Java, Finding Kth largest value from the array [duplicate]

Question

I had an interview with Facebook and they asked me this question.

Suppose you have an unordered array with N distinct values

$input = [3,6,2,8,9,4,5]

Implement a function that finds the Kth largest value.

EG: If K = 0, return 9. If K = 1, return 8.

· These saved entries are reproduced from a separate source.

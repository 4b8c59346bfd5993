//! Pointer gestures, popups and the context menu on a live map.

use async_trait::async_trait;
use std::sync::{Arc, Mutex};
use teyvat_map::{
    prelude::*,
    tiles::loader::FetchOutcome,
    ui::context_menu::{AreaInfo, CreationPanelRequest, MenuState},
};

struct NullFetcher;

impl ImageFetcher for NullFetcher {
    fn fetch(&self, _url: String, _done: crossbeam_channel::Sender<FetchOutcome>) {}
}

const LAYER: &str = "pins";

/// 400x400 map at zoom 0 centred on the origin, pins at (0,0) and (100,0)
fn map() -> Map {
    let crs = CoordinateSystem::new([0.0, 0.0]);
    let mut map = Map::new(
        crs,
        MapOptions {
            center: WorldPoint::new(0.0, 0.0),
            zoom: 0.0,
            size: Point::new(400.0, 400.0),
            ..MapOptions::default()
        },
    );

    let icons = Arc::new(IconStore::new(Arc::new(NullFetcher), 4));
    let mut group = MarkerGroup::new(
        LAYER.to_string(),
        crs,
        icons,
        Arc::new(DiscMarkerRenderer::default()),
    );
    for (id, x) in [("a", 0.0), ("b", 100.0)] {
        let position = WorldPoint::new(x, 0.0);
        let marker = MarkerPrimitive::new(id, position, MarkerOptions::for_record(None, position), &crs)
            .with_popup(format!("pin {id}"), "details");
        group.add_marker(marker).unwrap();
    }
    let silent = MarkerPrimitive::new(
        "silent",
        WorldPoint::new(-100.0, 0.0),
        MarkerOptions::for_record(None, WorldPoint::new(-100.0, 0.0)),
        &crs,
    );
    group.add_marker(silent).unwrap();

    map.add_layer(Box::new(group)).unwrap();
    map.process_events();
    map
}

fn key(id: &str) -> MarkerKey {
    MarkerKey::new(LAYER, id)
}

fn click(map: &mut Map, x: f64, button: MouseButton) {
    map.handle_input(&InputEvent::Click {
        position: Point::new(x, 200.0),
        button,
    })
    .unwrap();
}

fn view_state(rights: bool) -> ViewState {
    ViewState {
        area_code: "twt31".into(),
        areas: vec![AreaInfo {
            code: "twt31".into(),
            name: "Teyvat".into(),
        }],
        has_punctuate_rights: rights,
    }
}

#[test]
fn each_marker_change_redraws_once() {
    let mut map = map();
    let before = map.marker(&key("a")).unwrap().redraw_count();

    map.handle_input(&InputEvent::MouseMove {
        position: Point::new(200.0, 200.0),
    })
    .unwrap();
    click(&mut map, 200.0, MouseButton::Left);

    let a = map.marker(&key("a")).unwrap();
    assert!(a.state().hover);
    assert!(a.state().popper_open);
    assert_eq!(a.redraw_count(), before + 2);
    assert_eq!(map.marker(&key("b")).unwrap().redraw_count(), 0);
}

#[test]
fn marker_without_popup_ignores_clicks() {
    let mut map = map();
    click(&mut map, 100.0, MouseButton::Left);
    let silent = map.marker(&key("silent")).unwrap();
    assert!(!silent.state().popper_open);
    assert_eq!(silent.redraw_count(), 0);
    assert!(map.popup().is_none());
}

#[test]
fn popups_replace_each_other() {
    let mut map = map();
    let closed = Arc::new(Mutex::new(Vec::new()));
    let sink = Arc::clone(&closed);
    map.on("popupclose", move |event| {
        if let MapEvent::PopupClose { popup_id } = event {
            sink.lock().unwrap().push(popup_id.clone());
        }
    });

    click(&mut map, 200.0, MouseButton::Left);
    let first = map.popup().unwrap().id.clone();
    click(&mut map, 300.0, MouseButton::Left);

    assert!(!map.marker(&key("a")).unwrap().state().popper_open);
    assert!(map.marker(&key("b")).unwrap().state().popper_open);
    assert_eq!(map.popup().unwrap().owner, PopupOwner::Marker(key("b")));

    map.process_events();
    assert_eq!(*closed.lock().unwrap(), vec![first]);
}

#[test]
fn active_state_ends_on_any_pointer_up() {
    let mut map = map();
    map.handle_input(&InputEvent::PointerDown {
        position: Point::new(300.0, 200.0),
        button: MouseButton::Left,
    })
    .unwrap();
    assert!(map.marker(&key("b")).unwrap().state().active);

    map.handle_input(&InputEvent::PointerUp {
        position: Point::new(5.0, 5.0),
    })
    .unwrap();
    assert!(!map.marker(&key("b")).unwrap().state().active);
    assert_eq!(map.pressed_markers(), 0);

    // a second release has nothing left to notify
    let before = map.marker(&key("b")).unwrap().redraw_count();
    map.handle_input(&InputEvent::PointerUp {
        position: Point::new(5.0, 5.0),
    })
    .unwrap();
    assert_eq!(map.marker(&key("b")).unwrap().redraw_count(), before);
}

#[test]
fn right_click_opens_single_context_menu() {
    let mut map = map();
    let mut menu = InteractionController::new();

    click(&mut map, 250.0, MouseButton::Right);
    let world = match map.process_events().as_slice() {
        [MapEvent::ContextMenu { world, .. }] => *world,
        other => panic!("unexpected events {other:?}"),
    };
    assert_eq!(world, WorldPoint::new(50.0, 0.0));

    let first = menu.open_context_menu(&mut map, world, &view_state(true));
    let second = menu.open_context_menu(&mut map, WorldPoint::new(1.0, 1.0), &view_state(true));
    assert_ne!(first, second);
    assert!(map.popups().is_open(&second));
    assert!(matches!(
        menu.state(),
        MenuState::Open { position, .. } if *position == WorldPoint::new(1.0, 1.0)
    ));

    let popup = map.popup().unwrap();
    assert_eq!(popup.options.offset, Point::new(112.0, 226.0));
    assert_eq!(popup.options.container_size, Some((172.0, 172.0)));
}

#[test]
fn add_command_opens_creation_panel() {
    let mut map = map();
    let mut menu = InteractionController::new();
    menu.open_context_menu(&mut map, WorldPoint::new(12.345, -6.0), &view_state(true));

    let command = menu.dispatch(&mut map, "add");
    assert_eq!(
        command,
        Some(DomainCommand::OpenCreationPanel(CreationPanelRequest {
            title: "New marker: Teyvat - (12.35, -6)".into(),
            position: WorldPoint::new(12.345, -6.0),
            area: Some(AreaInfo {
                code: "twt31".into(),
                name: "Teyvat".into(),
            }),
            has_punctuate_rights: true,
        }))
    );
    assert!(!menu.is_open());
    assert!(map.popup().is_none());
}

#[test]
fn add_without_rights_hands_flag_to_panel() {
    let mut map = map();
    let mut menu = InteractionController::new();
    menu.open_context_menu(&mut map, WorldPoint::new(3.0, 4.0), &view_state(false));

    match menu.dispatch(&mut map, "add") {
        Some(DomainCommand::OpenCreationPanel(request)) => {
            assert!(!request.has_punctuate_rights);
            assert_eq!(request.title, "New marker: Teyvat - (3, 4)");
        }
        other => panic!("unexpected {other:?}"),
    }
    assert!(!menu.is_open());
    assert!(map.popup().is_none());
}

#[test]
fn unknown_and_closed_commands_are_ignored() {
    let mut map = map();
    let mut menu = InteractionController::new();
    menu.open_context_menu(&mut map, WorldPoint::new(0.0, 0.0), &view_state(false));

    assert_eq!(menu.dispatch(&mut map, "teleport"), None);
    assert!(menu.is_open());

    assert_eq!(menu.dispatch(&mut map, "refresh"), Some(DomainCommand::RefreshMarkers));
    assert!(!menu.is_open());
    assert_eq!(menu.dispatch(&mut map, "setting"), None);
}

#[test]
fn idle_map_stops_requesting_frames() {
    let mut map = map();
    let mut ctx = RenderContext::new(400, 400);
    let mut frame = |map: &mut Map| {
        map.render(&mut ctx).unwrap();
        map.update().unwrap()
    };

    assert!(!frame(&mut map));
    assert!(!frame(&mut map));

    map.handle_input(&InputEvent::MouseMove {
        position: Point::new(200.0, 200.0),
    })
    .unwrap();
    assert!(frame(&mut map));
    assert!(!frame(&mut map));
}

#[test]
fn marker_popup_supersedes_menu() {
    let mut map = map();
    let mut menu = InteractionController::new();
    menu.open_context_menu(&mut map, WorldPoint::new(0.0, 0.0), &view_state(true));

    click(&mut map, 300.0, MouseButton::Left);
    menu.sync_with(&map);
    assert!(!menu.is_open());

    // closing the stale menu leaves the marker popup alone
    menu.close(&mut map);
    assert_eq!(map.popup().unwrap().owner, PopupOwner::Marker(key("b")));
}

#[test]
fn route_leave_closes_everything() {
    let mut map = map();
    let mut menu = InteractionController::new();
    let ran = Arc::new(Mutex::new(0));
    let counter = Arc::clone(&ran);
    menu.on_teardown(Box::new(move |map: &mut Map| {
        *counter.lock().unwrap() += 1;
        assert!(map.popup().is_none());
    }));

    click(&mut map, 200.0, MouseButton::Left);
    menu.on_route_leave(&mut map);

    assert!(map.popup().is_none());
    assert!(!map.marker(&key("a")).unwrap().state().popper_open);
    assert_eq!(*ran.lock().unwrap(), 1);

    menu.on_route_leave(&mut map);
    assert_eq!(*ran.lock().unwrap(), 1);
}

struct FailingService;

#[async_trait]
impl MarkerService for FailingService {
    async fn search_markers(&self, _query: &MarkerQuery) -> Result<Vec<MarkerRecord>> {
        Err(MapError::Service("backend down".into()))
    }

    async fn list_icons(&self) -> Result<IconTable> {
        Ok(IconTable::default())
    }
}

#[derive(Default)]
struct RecordingNotifier(Mutex<Vec<String>>);

impl Notifier for RecordingNotifier {
    fn error(&self, message: &str) {
        self.0.lock().unwrap().push(message.to_string());
    }
}

#[tokio::test]
async fn fetch_failure_clears_layer_and_notifies() {
    let mut map = map();
    let icons = Arc::new(IconStore::new(Arc::new(NullFetcher), 4));
    let builder = ClusterBuilder::new(icons, Arc::new(DiscMarkerRenderer::default()));
    let notifier = Arc::new(RecordingNotifier::default());
    let mut controller = MarkerLayerController::new(Arc::new(FailingService), builder)
        .with_notifier(notifier.clone());

    controller.load_icons(&mut map).await.unwrap();
    let outcome = controller
        .refresh(MarkerQuery::for_items(vec![1]), &mut map)
        .await
        .unwrap();

    assert_eq!(outcome, RefreshOutcome::Failed { built: true });
    assert!(controller.records().is_empty());
    assert!(!controller.is_loading());
    assert_eq!(notifier.0.lock().unwrap().len(), 1);

    let layer = map.get_layer(controller.layer_id().unwrap()).unwrap();
    assert!(layer.as_any().downcast_ref::<MarkerGroup>().unwrap().is_empty());
}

What I did was this method.

private static int getMax(Integer[] input, int k)
{
    List<Integer> list = Arrays.asList(input);
    Set<Integer> set = new TreeSet<Integer>(list);

    list = new ArrayList<Integer>(set);
    int value = (list.size() - 1) - k;

    return list.get(value);
}

I just tested and the method works fine based on the question. However, interviewee said, in order to make your life complex! lets assume that your array contains millions of numbers then your listing becomes too slow. What you do in this case? As hint, he suggested to use min heap. Based on my knowledge each child value of heap should not be more than root value. So, in this case if we assume that 3 is root then 6 is its child and its value is grater than root's value. I'm probably wrong but what you think and what is its implementation based on min heap?

Answer 1

He has actually given you the whole answer. Not just a hint.

And your understanding is based on max heap. Not min heap. And it's workings are self-explanatory.

In a min heap, the root has the minimum (less than it's children) value.

So, what you need is, iterate over the array and populate K elements in min heap. Once, it's done, the heap automatically contains the lowest at the root.

Now, for each (next) element you read from the array, -> check if the value is greater than root of min heap. -> If yes, remove root from min heap, and add the value to it.

After you traverse your whole array, the root of min heap will automtically contain the kth largest element.

And all other elements (k-1 elements to be precise) in the heap will be larger than k.

Answer 2

Here is the implementation of the Min Heap using PriorityQueue in java. Complexity: n * log k.

import java.util.PriorityQueue;

public class LargestK {

  private static Integer largestK(Integer array[], int k) {
    PriorityQueue<Integer> queue = new PriorityQueue<Integer>(k+1);
    int i = 0;
    while (i<=k) {
      queue.add(array[i]);
      i++;
    }
    for (; i<array.length; i++) {
      Integer value = queue.peek();
      if (array[i] > value) {
        queue.poll();
        queue.add(array[i]);
      }
    }
    return queue.peek();
  }

  public static void main(String[] args) {
    Integer array[] = new Integer[] {3,6,2,8,9,4,5};
    System.out.println(largestK(array, 3));
  }
}

Output: 5

The code loop over the array which is O(n). Size of the PriorityQueue (Min Heap) is k, so any operation would be log k. In the worst case scenario, in which all the number are sorted ASC, complexity is n*log k, because for each element you need to remove top of the heap and insert new element.